Rezension

Fanatismus führt zu Entfremdung

Das Verschwinden des Philip S. - Ulrike Edschmid

Das Verschwinden des Philip S.
von Ulrike Edschmid

Bewertet mit 4 Sternen

Ein kleines schmales Büchlein, das es in sich hat. Und zwar die Geschichte des Philip S., die Geschichte seines Auftauchens im Leben der Ulrike und seinem langsamen, aber sicherem Verschwinden. Es beginnt mit dem Ende, dem Ende des Philip S., erschossen auf einem Kölner Parkplatz. Das Ende eines Menschen bildet so in diesem Roman den Anfang der Geschichte.

Roman ist vielleicht ein bisschen übertrieben, denn es handelt sich hier immerhin um ein mehr als autobiografisches Buch. Ulrike Edschmid erzählt hier von Ihrer Zeit in Berlin, wo Sie als Studentin den jungen, gerade erst aus der Schweiz zugezogenen Philip S. kennenlernt. Schnell sind die beiden ein Paar. Doch dies ist keine reine Liebesgeschichte!

Immerhin ist dies das Deutschland am Ende der 60er Jahre, auch bekannt als die 68er. So ziemlich jeder ist in dieser Zeit stark politisiert, vor allem aber natürlich die Studenten, die nachgewachsene Generation, von denen viele sich die Frage stellen, was denn ihre Eltern und Großeltern so während des Krieges getan haben.

Und politisiert geht bei so manchem auch schnell in die Richtung fanatisiert. Bei Philip dauert es ein bisschen, aber doch entfernt er sich immer weiter von seinen Freunden (zumindest denen, die nicht in die extremen Ecken abdriften) und so auch von seiner Lebensgefährtin Ulrike.
Von diesem sich entfernen, diesem stetigen, unaufhaltsamen Verschwinden aus ihrem Leben erzählt Ulrike Edschmid auf sehr eindrückliche Art und Weise.

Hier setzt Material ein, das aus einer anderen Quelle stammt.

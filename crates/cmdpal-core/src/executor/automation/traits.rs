use crate::executor::errors::ExecutorError;

/// Drives the desktop on behalf of an activated item.
pub trait AutomationBackend: Send + Sync {
    /// Identifier used in logs and errors.
    fn name(&self) -> &'static str;

    /// Whether the backend can work on this machine (platform and tools present).
    fn is_available(&self) -> bool;

    /// Switch to the previously focused application and type `text` into it.
    fn insert_text(&self, text: &str) -> Result<(), ExecutorError>;

    /// Open `command` in a terminal window, reusing the front one when possible.
    fn show_in_terminal(&self, command: &str) -> Result<(), ExecutorError>;
}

Besonders, wenn man sich etwas (oder mehr) für diese Zeit und die politischen Aspekte und Probleme der damaligen Gesellschaft interessiert, ist dieses Buch sicher eine Bereicherung. Die Erzählperspektive tut ihr Übriges dazu, eine derart nahe, beinahe involvierte Sicht fesselt und überzeugt ungemein.

Ich Sachen deutscher Geschichte und Problemkapiteln wie der RAF auf jeden Fall ein bereicherndes Buch und ein Kontrapunkt zum ewigen Stefan Aust.